Arbeit ist nicht statisch und kurzfristig, sondern dynamisch und langfristig. Wir müssen also den gesamten Arbeitsablauf betrachten und nicht nur einen kleinen Teilablauf optimieren. Und dann muss man immer auch in den Blick nehmen, ob das, was man auf diese Art und Weise tut, auch langfristig so ausgeführt werden kann. Das „Wegrationalisieren“ von Bewegungen am Arbeitsplatz, sodass man beispielsweise nicht mehr aufstehen und ein paar Schritte gehen muss, mag kurzfristig wirtschaftlich sein.
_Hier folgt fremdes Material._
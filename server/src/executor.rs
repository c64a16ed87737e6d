//
// Copyright 2017-2026 Hans W. Uhlig. All Rights Reserved.
//
// Licensed under the Apache License, Version 2.0 (the "License");
// you may not use this file except in compliance with the License.
// You may obtain a copy of the License at
//
//      http://www.apache.org/licenses/LICENSE-2.0
//
// Unless required by applicable law or agreed to in writing, software
// distributed under the License is distributed on an "AS IS" BASIS,
// WITHOUT WARRANTIES OR CONDITIONS OF ANY KIND, either express or implied.
// See the License for the specific language governing permissions and
// limitations under the License.
//


//! The contract between the connection core and the command executor
//!
//! The core owns sockets, buffers and the telnet state of every connection. Everything a
//! player's line *means* belongs to a [`CommandExecutor`], usually an embedded scripting
//! runtime. The core calls the executor at fixed points of a tick and passes it a
//! [`ConnectionControl`] through which it can act on any connection, including ones other
//! than the one the callback is about.

use crate::error::{CoreResult, ExecutorError};
use crate::types::{ConnectionInfo, ConnectionState, Handle, ScriptRef};
use mudcore_telnetcodec::naws::WindowSize;

/// Operations an executor may perform on connections during a callback.
///
/// Every operation naming a handle that is not in the registry reports a warning and
/// returns [`CoreError::ConnectionNotFound`](crate::CoreError::ConnectionNotFound) without
/// touching anything else.
pub trait ConnectionControl {
    /// Queue `text` for the connection, preceded by a line break if a prompt is pending
    /// on the terminal
    fn append(&mut self, handle: Handle, text: &str) -> CoreResult<()>;

    /// Close the connection immediately; buffered output is discarded
    fn close(&mut self, handle: Handle) -> CoreResult<()>;

    /// Stop processing input and close once buffered output has been sent
    fn drain(&mut self, handle: Handle) -> CoreResult<()>;

    /// Pause command dispatch and prompts for `seconds`
    ///
    /// Delaying an already delayed connection extends its deadline.
    fn delay(&mut self, handle: Handle, seconds: f64) -> CoreResult<()>;

    /// Like [`delay`](Self::delay), but [`CommandExecutor::on_resume`] is called when the
    /// deadline passes
    fn suspend(&mut self, handle: Handle, seconds: f64) -> CoreResult<()>;

    /// Offer (`true`) or withdraw (`false`) server-side echo, used for password entry
    fn set_echo(&mut self, handle: Handle, enabled: bool) -> CoreResult<()>;

    /// Terminal size last reported by the client
    fn window_size(&self, handle: Handle) -> Option<WindowSize>;

    /// Current state of the connection
    fn state(&self, handle: Handle) -> Option<ConnectionState>;

    /// Snapshot of the connection
    fn info(&self, handle: Handle) -> Option<ConnectionInfo>;

    /// Handles of every connection in the registry, in ascending order
    fn handles(&self) -> Vec<Handle>;
}

/// Callbacks through which the core hands work to the application.
///
/// Only [`on_command`](Self::on_command) is required. The defaults attach no script
/// context, ignore resumes and closes, and prompt with `"> "`.
pub trait CommandExecutor {
    /// A connection was created and its negotiation offers queued
    ///
    /// The returned reference is stored with the connection and handed to
    /// [`release`](Self::release) when the connection is destroyed.
    fn on_new_connection(
        &mut self,
        control: &mut dyn ConnectionControl,
        handle: Handle,
    ) -> Option<ScriptRef> {
        let _ = (control, handle);
        None
    }

    /// A complete input line was dequeued
    ///
    /// Called at most once per connection per tick, with the line terminator removed.
    fn on_command(&mut self, control: &mut dyn ConnectionControl, handle: Handle, line: &[u8]);

    /// A delay requested through [`ConnectionControl::suspend`] expired
    fn on_resume(&mut self, control: &mut dyn ConnectionControl, handle: Handle) {
        let _ = (control, handle);
    }

    /// The connection closed; called exactly once, before its socket is released
    ///
    /// A failure is logged and teardown continues.
    fn on_close(
        &mut self,
        control: &mut dyn ConnectionControl,
        handle: Handle,
    ) -> Result<(), ExecutorError> {
        let _ = (control, handle);
        Ok(())
    }

    /// Text of the prompt for a connection that produced output or ran a command
    ///
    /// A failure is logged and the connection is closed.
    fn prompt(
        &mut self,
        control: &mut dyn ConnectionControl,
        handle: Handle,
    ) -> Result<String, ExecutorError> {
        let _ = (control, handle);
        Ok("> ".to_string())
    }

    /// The connection is being destroyed; `script` will never be mentioned again
    fn release(&mut self, handle: Handle, script: ScriptRef) {
        let _ = (handle, script);
    }
}
//
// Copyright 2017-2026 Hans W. Uhlig. All Rights Reserved.
//
// Licensed under the Apache License, Version 2.0 (the "License");
// you may not use this file except in compliance with the License.
// You may obtain a copy of the License at
//
//      http://www.apache.org/licenses/LICENSE-2.0
//
// Unless required by applicable law or agreed to in writing, software
// distributed under the License is distributed on an "AS IS" BASIS,
// WITHOUT WARRANTIES OR CONDITIONS OF ANY KIND, either express or implied.
// See the License for the specific language governing permissions and
// limitations under the License.
//


//! Error types for the connection core

use crate::types::Handle;
use thiserror::Error;

/// Result type for core operations
pub type CoreResult<T> = std::result::Result<T, CoreError>;

/// Connection core error types
#[derive(Debug, Error)]
pub enum CoreError {
    /// I/O error from a socket or the poller
    #[error("I/O error: {0}")]
    Io(#[from] std::io::Error),

    /// Protocol error from the codec layer
    #[error("Protocol error: {0}")]
    Protocol(#[from] mudcore_telnetcodec::CodecError),

    /// Connection with the given handle was not found
    #[error("Connection {0} not found")]
    ConnectionNotFound(Handle),

    /// A connection with the given handle already exists
    #[error("Connection {0} already registered")]
    DuplicateHandle(Handle),

    /// A delay was negative, not finite or too large
    #[error("Invalid delay of {seconds} seconds for {handle}")]
    InvalidDelay {
        /// Connection the delay was requested for
        handle: Handle,
        /// The rejected duration
        seconds: f64,
    },

    /// An executor callback failed
    #[error("Executor error: {0}")]
    Executor(#[from] ExecutorError),

    /// Invalid configuration
    #[error("Invalid configuration: {0}")]
    Config(String),
}

impl CoreError {
    /// Check if the error is a connection error
    pub fn is_connection_error(&self) -> bool {
        matches!(
            self,
            CoreError::ConnectionNotFound(_) | CoreError::DuplicateHandle(_) | CoreError::Io(_)
        )
    }

    /// Check if the error is a protocol error
    pub fn is_protocol_error(&self) -> bool {
        matches!(self, CoreError::Protocol(_))
    }
}

/// Failure reported by a [`CommandExecutor`](crate::CommandExecutor) callback.
#[derive(Debug, Clone, PartialEq, Eq, Error)]
#[error("{message}")]
pub struct ExecutorError {
    message: String,
}

impl ExecutorError {
    /// Create an error carrying `message`
    pub fn new(message: impl Into<String>) -> Self {
        Self {
            message: message.into(),
        }
    }

    /// The failure description
    pub fn message(&self) -> &str {
        &self.message
    }
}

#[cfg(test)]
mod tests {
    use super::*;

    #[test]
    fn test_error_is_connection_error() {
        assert!(CoreError::ConnectionNotFound(Handle::new(1)).is_connection_error());
        assert!(CoreError::DuplicateHandle(Handle::new(1)).is_connection_error());
        assert!(!CoreError::Config("bad".into()).is_connection_error());
    }

    #[test]
    fn test_error_display() {
        let err = CoreError::ConnectionNotFound(Handle::new(42));
        assert_eq!(err.to_string(), "Connection conn-42 not found");

        let err = CoreError::InvalidDelay {
            handle: Handle::new(3),
            seconds: -1.5,
        };
        assert_eq!(err.to_string(), "Invalid delay of -1.5 seconds for conn-3");

        let err = CoreError::from(ExecutorError::new("script crashed"));
        assert_eq!(err.to_string(), "Executor error: script crashed");
        assert!(!err.is_protocol_error());
    }
}
//
// Copyright 2017-2026 Hans W. Uhlig. All Rights Reserved.
//
// Licensed under the Apache License, Version 2.0 (the "License");
// you may not use this file except in compliance with the License.
// You may obtain a copy of the License at
//
//      http://www.apache.org/licenses/LICENSE-2.0
//
// Unless required by applicable law or agreed to in writing, software
// distributed under the License is distributed on an "AS IS" BASIS,
// WITHOUT WARRANTIES OR CONDITIONS OF ANY KIND, either express or implied.
// See the License for the specific language governing permissions and
// limitations under the License.
//


//! Core and driver configuration

use std::net::{Ipv4Addr, SocketAddr};
use std::time::Duration;

/// Per-connection limits and negotiation policy
///
/// # Example
///
/// ```
/// use mudcore_server::CoreConfig;
///
/// let config = CoreConfig::default()
///     .with_line_buffer_size(256)
///     .with_command_queue_size(4)
///     .with_offer_compression(false);
/// assert!(config.validate().is_ok());
/// ```
#[derive(Debug, Clone)]
pub struct CoreConfig {
    /// Capacity of the input line buffer; longer lines are truncated
    pub line_buffer_size: usize,

    /// Capacity of the outbound wire buffer
    pub output_buffer_size: usize,

    /// Maximum number of complete lines waiting for dispatch
    pub command_queue_size: usize,

    /// Size of the scratch buffer used for a single `recv` call
    pub recv_buffer_size: usize,

    /// Offer MCCP2 (WILL COMPRESS2) when a connection is created
    pub offer_compression: bool,

    /// Request window size reports (DO NAWS) when a connection is created
    pub offer_naws: bool,

    /// How long an append may wait on a peer that accepts no bytes before the connection
    /// is closed
    ///
    /// Only consulted when more output is appended than the output buffer holds. The wait
    /// restarts whenever the peer accepts anything.
    pub output_stall_timeout: Duration,
}

impl Default for CoreConfig {
    fn default() -> Self {
        Self {
            line_buffer_size: 512,
            output_buffer_size: 4096,
            command_queue_size: 10,
            recv_buffer_size: 512,
            offer_compression: true,
            offer_naws: true,
            output_stall_timeout: Duration::from_secs(10),
        }
    }
}

impl CoreConfig {
    /// Set the line buffer capacity
    pub fn with_line_buffer_size(mut self, size: usize) -> Self {
        self.line_buffer_size = size;
        self
    }

    /// Set the output buffer capacity
    pub fn with_output_buffer_size(mut self, size: usize) -> Self {
        self.output_buffer_size = size;
        self
    }

    /// Set the command queue capacity
    pub fn with_command_queue_size(mut self, size: usize) -> Self {
        self.command_queue_size = size;
        self
    }

    /// Set the receive scratch buffer size
    pub fn with_recv_buffer_size(mut self, size: usize) -> Self {
        self.recv_buffer_size = size;
        self
    }

    /// Enable or disable the MCCP2 offer
    pub fn with_offer_compression(mut self, enabled: bool) -> Self {
        self.offer_compression = enabled;
        self
    }

    /// Enable or disable the NAWS request
    pub fn with_offer_naws(mut self, enabled: bool) -> Self {
        self.offer_naws = enabled;
        self
    }

    /// Set the output stall timeout
    pub fn with_output_stall_timeout(mut self, timeout: Duration) -> Self {
        self.output_stall_timeout = timeout;
        self
    }

    /// Validate the configuration
    ///
    /// Returns an error if the configuration is invalid.
    pub fn validate(&self) -> Result<(), String> {
        if self.line_buffer_size == 0 {
            return Err("line_buffer_size must be greater than 0".to_string());
        }

        if self.output_buffer_size == 0 {
            return Err("output_buffer_size must be greater than 0".to_string());
        }

        if self.command_queue_size == 0 {
            return Err("command_queue_size must be greater than 0".to_string());
        }

        if self.recv_buffer_size == 0 {
            return Err("recv_buffer_size must be greater than 0".to_string());
        }

        if self.output_stall_timeout.is_zero() {
            return Err("output_stall_timeout must be greater than 0".to_string());
        }

        Ok(())
    }
}

/// Reference driver configuration
///
/// # Example
///
/// ```
/// use mudcore_server::ServerConfig;
/// use std::time::Duration;
///
/// let config = ServerConfig::new("0.0.0.0:4000".parse().unwrap())
///     .with_max_connections(200)
///     .with_tick_interval(Duration::from_millis(50));
/// assert!(config.validate().is_ok());
/// ```
#[derive(Debug, Clone)]
pub struct ServerConfig {
    /// Address to bind the server to
    pub bind_address: SocketAddr,

    /// Maximum number of concurrent connections; further clients are refused at accept
    pub max_connections: usize,

    /// Number of readiness events fetched per poll
    pub poll_capacity: usize,

    /// Longest time a tick waits for readiness
    ///
    /// Shortened automatically when a delayed connection is due earlier.
    pub tick_interval: Duration,

    /// Per-connection settings
    pub core: CoreConfig,
}

impl Default for ServerConfig {
    fn default() -> Self {
        Self {
            bind_address: SocketAddr::from((Ipv4Addr::LOCALHOST, 4000)),
            max_connections: 1000,
            poll_capacity: 1024,
            tick_interval: Duration::from_millis(100),
            core: CoreConfig::default(),
        }
    }
}

impl ServerConfig {
    /// Create a new configuration with the given bind address
    ///
    /// All other settings will use their default values.
    pub fn new(bind_address: SocketAddr) -> Self {
        Self {
            bind_address,
            ..Default::default()
        }
    }

    /// Set the maximum number of concurrent connections
    pub fn with_max_connections(mut self, max: usize) -> Self {
        self.max_connections = max;
        self
    }

    /// Set the number of events fetched per poll
    pub fn with_poll_capacity(mut self, capacity: usize) -> Self {
        self.poll_capacity = capacity;
        self
    }

    /// Set the tick interval
    pub fn with_tick_interval(mut self, interval: Duration) -> Self {
        self.tick_interval = interval;
        self
    }

    /// Set the per-connection settings
    pub fn with_core(mut self, core: CoreConfig) -> Self {
        self.core = core;
        self
    }

    /// Validate the configuration
    ///
    /// Returns an error if the configuration is invalid.
    pub fn validate(&self) -> Result<(), String> {
        if self.max_connections == 0 {
            return Err("max_connections must be greater than 0".to_string());
        }

        if self.poll_capacity == 0 {
            return Err("poll_capacity must be greater than 0".to_string());
        }

        if self.tick_interval.is_zero() {
            return Err("tick_interval must be greater than 0".to_string());
        }

        self.core.validate()
    }
}

#[cfg(test)]
mod tests {
    use super::*;

    #[test]
    fn test_default_config() {
        let config = ServerConfig::default();
        assert_eq!(config.max_connections, 1000);
        assert_eq!(config.bind_address.port(), 4000);
        assert_eq!(config.core.line_buffer_size, 512);
        assert_eq!(config.core.output_buffer_size, 4096);
        assert_eq!(config.core.command_queue_size, 10);
        assert!(config.core.offer_compression);
        assert!(config.core.offer_naws);
        assert_eq!(config.core.output_stall_timeout, Duration::from_secs(10));
        assert!(config.validate().is_ok());
    }

    #[test]
    fn test_builder_pattern() {
        let config = ServerConfig::default()
            .with_max_connections(500)
            .with_tick_interval(Duration::from_millis(250))
            .with_core(CoreConfig::default().with_command_queue_size(3).with_offer_naws(false));

        assert_eq!(config.max_connections, 500);
        assert_eq!(config.tick_interval, Duration::from_millis(250));
        assert_eq!(config.core.command_queue_size, 3);
        assert!(!config.core.offer_naws);
    }

    #[test]
    fn test_validation() {
        let mut config = ServerConfig::default();

        // Valid config
        assert!(config.validate().is_ok());

        // Invalid: zero max_connections
        config.max_connections = 0;
        assert!(config.validate().is_err());

        // Invalid: zero tick interval
        config.max_connections = 1000;
        config.tick_interval = Duration::ZERO;
        assert!(config.validate().is_err());

        // Invalid: nested core setting
        config.tick_interval = Duration::from_millis(100);
        config.core.output_buffer_size = 0;
        assert_eq!(
            config.validate(),
            Err("output_buffer_size must be greater than 0".to_string())
        );

        // Invalid: no time to wait on a slow peer
        config.core.output_buffer_size = 4096;
        config.core.output_stall_timeout = Duration::ZERO;
        assert!(config.validate().is_err());
    }
}
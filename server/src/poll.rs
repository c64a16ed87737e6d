//
// Copyright 2017-2026 Hans W. Uhlig. All Rights Reserved.
//
// Licensed under the Apache License, Version 2.0 (the "License");
// you may not use this file except in compliance with the License.
// You may obtain a copy of the License at
//
//      http://www.apache.org/licenses/LICENSE-2.0
//
// Unless required by applicable law or agreed to in writing, software
// distributed under the License is distributed on an "AS IS" BASIS,
// WITHOUT WARRANTIES OR CONDITIONS OF ANY KIND, either express or implied.
// See the License for the specific language governing permissions and
// limitations under the License.
//


//! Readiness exchanged between the registry and a poller
//!
//! The registry does not own a poller. Each tick it contributes one [`PollInterest`] per
//! live connection and later consumes [`PollReady`] results, skipping any whose handle it
//! does not know. This keeps the core usable beside other sockets the driver polls.

use crate::types::Handle;

/// What a connection wants to be woken for
#[derive(Debug, Clone, Copy, PartialEq, Eq)]
pub struct PollInterest {
    /// Connection the interest belongs to
    pub handle: Handle,
    /// Input should be read; only while the connection is open
    pub readable: bool,
    /// Buffered output is waiting for the socket
    pub writable: bool,
}

/// Readiness reported by the poller for one handle
#[derive(Debug, Clone, Copy, PartialEq, Eq, Default)]
pub struct PollReady {
    /// Connection the readiness belongs to
    pub handle: Handle,
    /// The socket has input or reached end of stream
    pub readable: bool,
    /// The socket accepts output
    pub writable: bool,
    /// The socket reported an error condition
    pub error: bool,
}

impl PollReady {
    /// Readiness for reading only
    pub fn readable(handle: Handle) -> Self {
        Self {
            handle,
            readable: true,
            ..Default::default()
        }
    }

    /// Readiness for writing only
    pub fn writable(handle: Handle) -> Self {
        Self {
            handle,
            writable: true,
            ..Default::default()
        }
    }

    /// An error condition
    pub fn error(handle: Handle) -> Self {
        Self {
            handle,
            error: true,
            ..Default::default()
        }
    }
}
Langfristig ist die Veränderung für den Beschäftigten eventuell aber nicht günstig.

Was sind aus Ihrer Sicht die Vorteile eines modularen Arbeitsplatzsystems auf Basis eines Baukastens bei der Umsetzung von Ergonomie am Arbeitsplatz?

Bei einem modularen System passt alles zusammen und es kann erweitert werden. Der Vorteil einer geschraubten Verbindung liegt darin, dass man sie wieder lösen kann. Das lernt der Maschinenbauer im ersten Semester. Und genau das ist auch der Vorteil von solchen Systemen, dass sie individuell an die Arbeitsaufgaben und an die Menschen angepasst werden können.

Ein oft genannter Einwand gegen ein solches Gesamtkonzept ist, dass Ergonomie schlicht zu teuer sei. Was stimmt an dieser Rechnung nicht?

Arbeitsplatzsysteme auf Basis eines Baukastens können ja mehrfach verwendet werden. Wenn es Änderungen im Produktspektrum gibt – was heutzutage oft vorkommt –, dann können diese Systeme angepasst werden und es muss nicht etwas Neues beschafft werden. Auf die Nutzungsdauer gerechnet, sind Arbeitsplatzsysteme nicht wirklich teurer.

Welche einfachen Hilfsmittel bei der Auswahl ergonomischer Betriebsausstattung gibt es?

Inzwischen gibt es Planungshilfen, Online-Konfiguratoren und digitale Ergonomiesysteme, mittels derer man bereits in der Planung den Menschen grafisch in den Arbeitsplatz integrieren kann. Sich im Vorfeld zu überlegen, wer welche Arbeitsabläufe an den einzelnen Arbeitsplätzen ausführt, vermeidet Änderungen. Der Planer sollte also ein Grundwissen in Ergonomie mitbringen.